Minnesota company's new device promises easier childhood ear surgery


A Minnesota company's new medical device will soon make one of the country's most common childhood surgeries much easier – not only for your child, but possibly also for your pocketbook.

Invented by Plymouth-based Preceptis Medical, the Hummingbird Tympanostomy Tube System is designed to perform ear tube insertion – necessary for young patients with serious ear infections and other issues – quickly and in many cases without putting the child under anesthesia.

Having recently been given approval by the Food and Drug Administration, the device should be available in hospitals across the country in the spring of 2016, a Preceptis spokesperson told BringMeTheNews.

This is a potential coup for many families, as the device allows for moderate sedation (like laughing gas) as opposed to being "put under" with full-on anesthesia – something many parents of small children are not comfortable with, KSTP reports.

Additionally, the station says, this means the procedure can be performed outside the operating room, cutting costs for the hospital and the patient's family as well.
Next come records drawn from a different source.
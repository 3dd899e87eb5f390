use async_trait::async_trait;
use sqlx::PgPool;
use uuid::Uuid;

use crate::errors::AppError;
use crate::interviews::repo_types::{Interview, NewInterview};

#[async_trait]
pub trait InterviewStore: Send + Sync {
    async fn insert(&self, new: NewInterview) -> Result<Interview, AppError>;
    async fn find_by_id(&self, id: Uuid) -> Result<Option<Interview>, AppError>;
    /// Newest first.
    async fn list_by_owner(&self, owner: Uuid) -> Result<Vec<Interview>, AppError>;
    /// Public interviews, minus those created by `exclude` when given; newest first.
    async fn list_public(&self, exclude: Option<Uuid>) -> Result<Vec<Interview>, AppError>;
}

const COLUMNS: &str = "id, created_by, job_role, experience_level, tech_stack, interview_type, \
                       number_of_questions, questions, is_public, created_at";

#[derive(Clone)]
pub struct PgInterviewStore {
    db: PgPool,
}

impl PgInterviewStore {
    pub fn new(db: PgPool) -> Self {
        Self { db }
    }
}

#[async_trait]
impl InterviewStore for PgInterviewStore {
    async fn insert(&self, new: NewInterview) -> Result<Interview, AppError> {
        let sql = format!(
            r#"
            INSERT INTO interviews
                (created_by, job_role, experience_level, tech_stack, interview_type,
                 number_of_questions, questions, is_public)
            VALUES ($1, $2, $3, $4, $5, $6, $7, $8)
            RETURNING {COLUMNS}
            "#
        );
        let row = sqlx::query_as::<_, Interview>(&sql)
            .bind(new.created_by)
            .bind(&new.job_role)
            .bind(new.experience_level)
            .bind(&new.tech_stack)
            .bind(new.interview_type)
            .bind(new.number_of_questions)
            .bind(&new.questions)
            .bind(new.is_public)
            .fetch_one(&self.db)
            .await?;
        Ok(row)
    }

    async fn find_by_id(&self, id: Uuid) -> Result<Option<Interview>, AppError> {
        let sql = format!("SELECT {COLUMNS} FROM interviews WHERE id = $1");
        let row = sqlx::query_as::<_, Interview>(&sql)
            .bind(id)
            .fetch_optional(&self.db)
            .await?;
        Ok(row)
    }

    async fn list_by_owner(&self, owner: Uuid) -> Result<Vec<Interview>, AppError> {
        let sql = format!(
            "SELECT {COLUMNS} FROM interviews WHERE created_by = $1 ORDER BY created_at DESC"
        );
        let rows = sqlx::query_as::<_, Interview>(&sql)
            .bind(owner)
            .fetch_all(&self.db)
            .await?;
        Ok(rows)
    }

    async fn list_public(&self, exclude: Option<Uuid>) -> Result<Vec<Interview>, AppError> {
        let sql = format!(
            r#"
            SELECT {COLUMNS}
            FROM interviews
            WHERE is_public AND ($1::uuid IS NULL OR created_by <> $1)
            ORDER BY created_at DESC
            "#
        );
        let rows = sqlx::query_as::<_, Interview>(&sql)
            .bind(exclude)
            .fetch_all(&self.db)
            .await?;
        Ok(rows)
    }
}
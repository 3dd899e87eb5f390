use tracing::info;
use uuid::Uuid;

use crate::errors::AppError;
use crate::feedback::{
    dto::TranscriptEntry,
    repo::FeedbackStore,
    repo_types::{Feedback, NewFeedback},
    scoring::generate_scorecard,
};
use crate::interviews::repo::InterviewStore;
use crate::llm::GenerativeModel;

fn feedback_not_found() -> AppError {
    AppError::NotFound("Feedback not found".into())
}

/// Scores a transcript and stores the result. The interview must exist, and
/// nothing is written unless the model's answer passes validation.
pub async fn generate_feedback(
    interviews: &dyn InterviewStore,
    store: &dyn FeedbackStore,
    model: &dyn GenerativeModel,
    user_id: Uuid,
    interview_id: Uuid,
    transcript: &[TranscriptEntry],
) -> Result<Feedback, AppError> {
    if interviews.find_by_id(interview_id).await?.is_none() {
        return Err(AppError::NotFound("Interview not found".into()));
    }

    let scorecard = generate_scorecard(model, transcript).await?;
    let feedback = store
        .insert(NewFeedback {
            interview_id,
            user_id,
            scorecard,
        })
        .await?;

    info!(
        feedback_id = %feedback.id,
        interview_id = %interview_id,
        total_score = feedback.total_score,
        "feedback generated"
    );
    Ok(feedback)
}

pub async fn get_feedback(store: &dyn FeedbackStore, raw_id: &str) -> Result<Feedback, AppError> {
    let id = raw_id.trim().parse::<Uuid>().map_err(|_| feedback_not_found())?;
    store.find_by_id(id).await?.ok_or_else(feedback_not_found)
}

pub async fn get_for_interview(
    store: &dyn FeedbackStore,
    raw_interview_id: &str,
) -> Result<Feedback, AppError> {
    let id = raw_interview_id
        .trim()
        .parse::<Uuid>()
        .map_err(|_| feedback_not_found())?;
    store
        .find_latest_by_interview(id)
        .await?
        .ok_or_else(feedback_not_found)
}
use tracing::info;
use uuid::Uuid;

use crate::errors::AppError;
use crate::interviews::{
    dto::InterviewSpec,
    questions::generate_questions,
    repo::InterviewStore,
    repo_types::{Interview, NewInterview},
};
use crate::llm::GenerativeModel;

/// Generates the questions first; nothing is stored unless they parse.
pub async fn generate_interview(
    store: &dyn InterviewStore,
    model: &dyn GenerativeModel,
    owner: Uuid,
    spec: InterviewSpec,
) -> Result<Interview, AppError> {
    let questions = generate_questions(model, &spec).await?;

    let interview = store
        .insert(NewInterview {
            created_by: owner,
            job_role: spec.job_role,
            experience_level: spec.experience_level,
            tech_stack: spec.tech_stack,
            interview_type: spec.interview_type,
            number_of_questions: spec.number_of_questions as i32,
            questions,
            is_public: spec.is_public,
        })
        .await?;

    info!(
        interview_id = %interview.id,
        owner = %owner,
        questions = interview.questions.len(),
        "interview generated"
    );
    Ok(interview)
}

/// Malformed ids cannot name a stored interview, so they are reported as not found.
pub async fn get_interview(store: &dyn InterviewStore, raw_id: &str) -> Result<Interview, AppError> {
    let not_found = || AppError::NotFound("Interview not found".into());
    let id = raw_id.trim().parse::<Uuid>().map_err(|_| not_found())?;
    store.find_by_id(id).await?.ok_or_else(not_found)
}

pub async fn list_for_owner(
    store: &dyn InterviewStore,
    owner: Uuid,
) -> Result<Vec<Interview>, AppError> {
    store.list_by_owner(owner).await
}

/// Public interviews of other users; everything public when no user is given.
pub async fn list_excluding_owner(
    store: &dyn InterviewStore,
    owner: Option<Uuid>,
) -> Result<Vec<Interview>, AppError> {
    store.list_public(owner).await
}
use anyhow::Context;
use sqlx::PgPool;

/// Applies the embedded migrations from `./migrations`.
pub async fn migrate(db: &PgPool) -> anyhow::Result<()> {
    sqlx::migrate!("./migrations")
        .run(db)
        .await
        .context("run database migrations")?;
    tracing::info!("database migrations applied");
    Ok(())
}
use std::sync::Arc;

use anyhow::Context;
use sqlx::{postgres::PgPoolOptions, PgPool};

use crate::auth::repo::{PgUserStore, UserStore};
use crate::config::AppConfig;
use crate::feedback::repo::{FeedbackStore, PgFeedbackStore};
use crate::interviews::repo::{InterviewStore, PgInterviewStore};
use crate::llm::{GeminiClient, GenerativeModel};

#[derive(Clone)]
pub struct AppState {
    pub db: PgPool,
    pub config: Arc<AppConfig>,
    pub users: Arc<dyn UserStore>,
    pub interviews: Arc<dyn InterviewStore>,
    pub feedback: Arc<dyn FeedbackStore>,
    pub model: Arc<dyn GenerativeModel>,
}

impl AppState {
    pub async fn init(config: AppConfig) -> anyhow::Result<Self> {
        let config = Arc::new(config);

        let db = PgPoolOptions::new()
            .max_connections(config.database_max_connections)
            .connect(&config.database_url)
            .await
            .context("connect to database")?;

        let model = Arc::new(GeminiClient::new(&config.gemini)?) as Arc<dyn GenerativeModel>;

        Ok(Self {
            users: Arc::new(PgUserStore::new(db.clone())),
            interviews: Arc::new(PgInterviewStore::new(db.clone())),
            feedback: Arc::new(PgFeedbackStore::new(db.clone())),
            db,
            config,
            model,
        })
    }

    pub fn from_parts(
        db: PgPool,
        config: Arc<AppConfig>,
        users: Arc<dyn UserStore>,
        interviews: Arc<dyn InterviewStore>,
        feedback: Arc<dyn FeedbackStore>,
        model: Arc<dyn GenerativeModel>,
    ) -> Self {
        Self {
            db,
            config,
            users,
            interviews,
            feedback,
            model,
        }
    }

    /// Waits for in-flight queries, then closes the pool.
    pub async fn shutdown(&self) {
        self.db.close().await;
        tracing::info!("database pool closed");
    }
}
Preceptis says Hummingbird is the first such device cleared by the FDA for mild sedation.

Easier surgery

According to the American Academy of Otolaryngology, the ear tube procedure typically involves the insertion of tiny cylinders through the ear drum, allowing air into the middle ear.

The organization says the ventilation tubes often become necessary when the patient suffers frequent ear infections, or has hearing loss due to a buildup of middle ear fluid – something that commonly occurs in children.

The website adds that it's the most common childhood surgery performed with anesthesia.

According to the Preceptis website, the Hummingbird device allows doctors to insert ear tubes "with less steps" and in "less time," so the patients typically will need only light sedation.

The company stresses, however, that for the time being, an anesthesiologist will be involved in the procedure and the operating room will still be an option, depending on the patient.

When will it be available?

While the FDA greenlit Hummingbird in April, the company is still conducting clinical trials with patients at four Minnesota hospitals (including the Mayo Clinic and at the University of Minnesota Masonic Children's Hospital).

In the meantime, Preceptis says patients interested in the procedure can seek treatment at those hospitals with medical approval.